With his nice-boy image and his sparkling reputation around the league, the 24-year-old is everything the Flyers aren’t. As the poster-child for the new NHL, he is the Flyers’ antithesis. He is their most recognizable nemesis.

So when the news broke on Monday that Crosby’s concussion symptoms have continued to haunt him and that he might not be cleared to participate by the start of the Pittsburgh Penguins’ training camp, it isn’t just the NHL and the Penguins who should groan, Flyers fans should be there too.

“There are no dates,” Penguins general manager Ray Shero told USA Today, talking about a timetable for Crosby’s return. “When he is cleared to play, he is cleared to play. We are thinking bigger picture here. I’ve always told Sid, you will never be pressured to play or pressured to practice.”

Crosby has yet to fully shake the brain injury that cost him 41 games because of concussion issues. Without him, the Penguins fizzled in the regular season and playoffs to allow the Flyers to take the Atlantic Division, but the cross-state rivalry didn’t feature the same punch or violent voracity.

The Flyers took the civilized season series 4-1-1.

For any reasonable fan, watching the best player in hockey score in buckets against their team is not a signal for any sort of pleasant feelings, especially Flyers fans who have already seen Crosby bury 62 points against them in his career.

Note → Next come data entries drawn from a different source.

//! Error types for FHIR JSON decoding

use tessera_context::FhirVersion;
use thiserror::Error;

/// Broad class of a decode failure.
#[derive(Debug, Clone, Copy, PartialEq, Eq)]
pub enum ErrorKind {
    /// The input is not well-formed JSON.
    Syntax,
    /// A primitive violates its lexical, calendar, range or value-set rules.
    Validation,
    /// The document does not have the shape its type declares.
    Structural,
    /// A type name is not registered for the active FHIR version.
    Lookup,
}

/// Every variant that refers to a location carries a path such as
/// `Patient.name[0].given[1]`; metadata siblings appear as `Patient._birthDate`.
#[derive(Debug, Error)]
pub enum Error {
    #[error("JSON parse error: {0}")]
    Json(#[from] serde_json::Error),

    #[error("{0}: expected a JSON object")]
    ExpectedObject(String),

    #[error("{0}: missing resourceType property")]
    MissingResourceType(String),

    #[error("unknown resource type {resource_type:?} for FHIR {version}")]
    UnknownResourceType {
        resource_type: String,
        version: FhirVersion,
    },

    #[error("unknown shape {name:?} for FHIR {version}")]
    UnknownShape { name: String, version: FhirVersion },

    #[error("expected resource type {expected}, found {found}")]
    ResourceTypeMismatch { expected: String, found: String },

    #[error("{0}: missing required field")]
    MissingField(String),

    #[error("{path}: more than one alternative populated ({})", .keys.join(", "))]
    ChoiceConflict { path: String, keys: Vec<String> },

    #[error("{path}: {values} values but {metadata} metadata entries")]
    MisalignedArrays {
        path: String,
        values: usize,
        metadata: usize,
    },

    #[error("{path}: expected {expected}")]
    UnexpectedType {
        path: String,
        expected: &'static str,
    },

    #[error("{0}: null is only allowed as a placeholder in primitive arrays")]
    Null(String),

    #[error("{0}: array must contain at least one non-null entry")]
    EmptyArray(String),

    #[error("{0}: element carries no content")]
    EmptyElement(String),

    #[error("{0}: unknown field")]
    UnknownField(String),

    #[error("{path}: code {code:?} is not in value set {value_set}")]
    InvalidCode {
        path: String,
        code: String,
        value_set: &'static str,
    },

    #[error("{path}: {source}")]
    Validation {
        path: String,
        #[source]
        source: tessera_models::Error,
    },
}

impl Error {
    pub fn kind(&self) -> ErrorKind {
        match self {
            Error::Json(_) => ErrorKind::Syntax,
            Error::Validation { .. } | Error::InvalidCode { .. } => ErrorKind::Validation,
            Error::UnknownResourceType { .. } | Error::UnknownShape { .. } => ErrorKind::Lookup,
            _ => ErrorKind::Structural,
        }
    }

    /// Location of the failure, when it has one.
    pub fn path(&self) -> Option<&str> {
        match self {
            Error::ExpectedObject(path)
            | Error::MissingResourceType(path)
            | Error::MissingField(path)
            | Error::Null(path)
            | Error::EmptyArray(path)
            | Error::EmptyElement(path)
            | Error::UnknownField(path)
            | Error::ChoiceConflict { path, .. }
            | Error::MisalignedArrays { path, .. }
            | Error::UnexpectedType { path, .. }
            | Error::InvalidCode { path, .. }
            | Error::Validation { path, .. } => Some(path.as_str()),
            Error::Json(_)
            | Error::UnknownResourceType { .. }
            | Error::UnknownShape { .. }
            | Error::ResourceTypeMismatch { .. } => None,
        }
    }
}

pub type Result<T> = std::result::Result<T, Error>;

#[cfg(test)]
mod tests {
    use super::*;

    #[test]
    fn test_kinds() {
        let json = serde_json::from_str::<serde_json::Value>("{").unwrap_err();
        assert_eq!(Error::from(json).kind(), ErrorKind::Syntax);
        assert_eq!(
            Error::UnknownResourceType {
                resource_type: "Foo".into(),
                version: FhirVersion::R4
            }
            .kind(),
            ErrorKind::Lookup
        );
        assert_eq!(
            Error::Validation {
                path: "Patient.birthDate".into(),
                source: tessera_models::Error::InvalidDate("1900-02-29".into()),
            }
            .kind(),
            ErrorKind::Validation
        );
        assert_eq!(
            Error::MissingField("Observation.status".into()).kind(),
            ErrorKind::Structural
        );
    }

    #[test]
    fn test_messages_carry_paths() {
        let err = Error::ChoiceConflict {
            path: "Observation.value[x]".into(),
            keys: vec!["valueString".into(), "valueQuantity".into()],
        };
        assert_eq!(
            err.to_string(),
            "Observation.value[x]: more than one alternative populated (valueString, valueQuantity)"
        );
        assert_eq!(err.path(), Some("Observation.value[x]"));
        assert_eq!(
            Error::ResourceTypeMismatch {
                expected: "Patient".into(),
                found: "Basic".into()
            }
            .path(),
            None
        );
    }
}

But hockey, like all sports, is a drama. The theatrics need a love, a hate and all characters in between. Storylines develop and controversy forces conversation. They break for summer intermission and return in the fall to kick-start the old feuds and begin new ones.

The truth of the matter is that the storybook tale of a long Flyers season isn’t quite the same without them trying valiantly to slay their enemy — to beat the boss — to win the game within the game — to take down Crosby. And now, that ongoing, emotional and ultimately exciting feud is now put on hold because of cryptic brain injury.

But if fun and electric atmosphere doesn’t have the fans clamoring for a Crosby recovery, what his injury represents might.

The Flyers are an organization built on toughness, grit and fighting. Pushing the game to its physical limits and forcing the competition to match. That’s the philosophy. However, for the anti-fighting circles, who are slowly gaining traction in trying to phase the physical aspect of the game out, Crosby’s concussion and inability to get healthy is nuclear warhead in their arsenal.

The line is that the best player in the game is a victim of needed aggression and now owners around the league are losing revenue because ticket sales are down without Crosby.

It’s not the right thinking for a game built on brawn, but it’s hard to defend.

When weighing the options of whether hockey life is better or worse without The Chosen One, take a closer look as to what Crosby, the healthy enemy, adds to the Flyers’ long season and the Broad Street Bullies’ agenda.